Reinforcement learning is based on the reward hypothesis:
All goals can be described by the maximization of the expected cumulative reward.
A reward Rt is a scalar feedback signal which indicates how well the agent is doing at step t and the agent’s job is to maximize the cumulative reward.
We use the below RL framework to solve the RL problems. RL problem is one of sequential decision making with the goal to select actions to maximize total future reward. So we have to think ahead because actions may have long term consequences, rewards may be delayed and sometimes you may have to sacrifice immediate rewards to gain more long term rewards.
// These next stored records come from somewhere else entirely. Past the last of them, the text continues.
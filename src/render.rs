//! Renderer boundary and scene composition
//!
//! The core never touches assets. It names sprites semantically (animation
//! mode plus run-cycle phase) and hands geometry to a [`Renderer`]; binding
//! those names to actual images is the implementation's job. Draw calls are
//! best effort - an implementation that loses its surface should log and
//! carry on, never fail the frame.

use crate::consts::*;
use crate::sim::{AnimationMode, GameState};

/// Semantic sprite identity
#[derive(Debug, Clone, Copy, PartialEq, Eq)]
pub enum Sprite {
    /// Sky backdrop, one field wide
    Background,
    /// Ground strip, one field wide
    Ground,
    /// Player in the given animation mode; `run_phase` selects the
    /// run-cycle frame and is zero for every other mode
    Player {
        mode: AnimationMode,
        run_phase: u32,
    },
    Obstacle,
    Collectible,
}

/// Style hints for text draws; concrete fonts/colors live with the renderer
#[derive(Debug, Clone, Copy, PartialEq, Eq)]
pub enum TextStyle {
    /// In-game score line
    Hud,
    /// Big "Game Over!" banner
    Banner,
    /// Restart affordance label
    Prompt,
}

/// Drawing surface for one composed frame
pub trait Renderer {
    fn clear(&mut self);
    fn draw_image(&mut self, sprite: Sprite, x: f32, y: f32, w: f32, h: f32);
    fn draw_text(&mut self, text: &str, x: f32, y: f32, style: TextStyle);
}

/// Run-cycle phase for the current frame
fn run_phase(frame: u64) -> u32 {
    ((frame / RUN_CYCLE_DIVISOR) % RUN_CYCLE_FRAMES as u64) as u32
}

fn player_sprite(state: &GameState) -> Sprite {
    let phase = match state.player.anim {
        AnimationMode::Running => run_phase(state.frame),
        _ => 0,
    };
    Sprite::Player {
        mode: state.player.anim,
        run_phase: phase,
    }
}

/// Draw the two copies of a looping layer at its scroll offset
fn draw_looping_layer(r: &mut dyn Renderer, sprite: Sprite, offset: f32, y: f32, h: f32) {
    r.draw_image(sprite, offset, y, FIELD_WIDTH, h);
    r.draw_image(sprite, offset + FIELD_WIDTH, y, FIELD_WIDTH, h);
}

/// Compose one running frame: backdrop, ground, entities, player, HUD
pub fn draw_frame(r: &mut dyn Renderer, state: &GameState, high_score: u32) {
    r.clear();
    draw_looping_layer(r, Sprite::Background, state.scroll.background, 0.0, FIELD_HEIGHT);
    draw_looping_layer(r, Sprite::Ground, state.scroll.ground, GROUND_Y, GROUND_HEIGHT);

    for c in &state.collectibles {
        r.draw_image(Sprite::Collectible, c.pos.x, c.pos.y, c.size.x, c.size.y);
    }
    for o in &state.obstacles {
        r.draw_image(Sprite::Obstacle, o.pos.x, o.pos.y, o.size.x, o.size.y);
    }

    let p = &state.player;
    r.draw_image(player_sprite(state), p.pos.x, p.pos.y, p.size.x, p.size.y);

    r.draw_text(&format!("Score: {}", state.score), 20.0, 40.0, TextStyle::Hud);
    r.draw_text(&format!("High: {high_score}"), 20.0, 70.0, TextStyle::Hud);
}

/// Static preview shown once before the first start
pub fn draw_idle_preview(r: &mut dyn Renderer) {
    r.clear();
    r.draw_image(Sprite::Background, 0.0, 0.0, FIELD_WIDTH, FIELD_HEIGHT);
    r.draw_image(Sprite::Ground, 0.0, GROUND_Y, FIELD_WIDTH, GROUND_HEIGHT);
    r.draw_image(
        Sprite::Player {
            mode: AnimationMode::Idle,
            run_phase: 0,
        },
        PLAYER_X,
        crate::resting_y(PLAYER_HEIGHT),
        PLAYER_WIDTH,
        PLAYER_HEIGHT,
    );
}

/// Terminal screen: message, run score, best score, restart affordance
///
/// Drawn over the final frame, which still shows the obstacle that ended
/// the run.
pub fn draw_game_over(r: &mut dyn Renderer, state: &GameState, high_score: u32) {
    draw_frame(r, state, high_score);

    let cx = FIELD_WIDTH / 2.0;
    let cy = FIELD_HEIGHT / 2.0;
    r.draw_text("Game Over!", cx - 130.0, cy - 60.0, TextStyle::Banner);
    r.draw_text(&format!("Score: {}", state.score), cx - 60.0, cy - 15.0, TextStyle::Hud);
    r.draw_text(&format!("Best: {high_score}"), cx - 55.0, cy + 25.0, TextStyle::Hud);
    r.draw_text("Restart", cx - 45.0, cy + 95.0, TextStyle::Prompt);
}

/// Renderer that draws nothing; for headless runs and tests
#[derive(Debug, Default)]
pub struct NullRenderer;

impl Renderer for NullRenderer {
    fn clear(&mut self) {}
    fn draw_image(&mut self, _sprite: Sprite, _x: f32, _y: f32, _w: f32, _h: f32) {}
    fn draw_text(&mut self, _text: &str, _x: f32, _y: f32, _style: TextStyle) {}
}

/// Renderer that records every call, for asserting on draw order in tests
#[derive(Debug, Default)]
pub struct RecordingRenderer {
    pub clears: u32,
    pub images: Vec<(Sprite, f32, f32)>,
    pub texts: Vec<(String, TextStyle)>,
}

impl Renderer for RecordingRenderer {
    fn clear(&mut self) {
        self.clears += 1;
    }

    fn draw_image(&mut self, sprite: Sprite, x: f32, y: f32, _w: f32, _h: f32) {
        self.images.push((sprite, x, y));
    }

    fn draw_text(&mut self, text: &str, _x: f32, _y: f32, style: TextStyle) {
        self.texts.push((text.to_string(), style));
    }
}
For example, a financial investment may take months to mature so you are losing money now but in the end you may get more money; for refuelling a helicopter you have to stop your manoeuvring thereby lose rewards but it might prevent a crash in several hours; in a chess game you make a move to block the opponent which might help to improve winning chances many many moves from now…
Markov Property
The future is independent of the past given the present
H1:t à St à Ht+1:∞
Once the state is known the history may be thrown away.
The state is sufficient statistic of the future. So, what it says is that if you have the Markov Property then the future is independent of the past given the present. In other words if you have got the state representation St and it is Markov then you can throw away rest of the history as it will not give you any more information of what will happen in the future than the state you have because that state characterizes everything about the future – all future observations, actions and rewards.
St is more compact to work with than entire history.
The distribution of events that might happen to us conditioned on the current state is the same as conditioned on the entire state. So if we make decisions based on St they will still be optimal because we have not thrown away information.
For example, in case of helicopter manoeuvring case, if it is Markov, then its current position & velocity, wind direction can help us determine what will be its next position – we don’t need to know what its position was 10 minutes ago. You don’t need to remember the history of its previous trajectory because it is irrelevant.
Now, in contrast, if you took the imperfect state representation, that is non-Markov – like you have the position of the helicopter but not the velocity, in such case where the helicopter is now will not determine where it will be next because you don’t know how fast it is moving. You will have to look back at history to figure out what its momentum is and that sort of other information.
So we always have to come up with a Markov state to solve the RL problem and our job is to find the State representation that is useful and effective in predicting what happens next.
Discrete-time stochastic control process
MDP is a discrete-time stochastic control process.
It provides a mathematical framework for modelling decision making in situations where outcomes are partly random and partly under the control of a decision maker.
Markovian Property of MDP: Only the Present Matters
- It is not related to any of the states the agent visited previously
- The solution to the MDP problem is policy (π)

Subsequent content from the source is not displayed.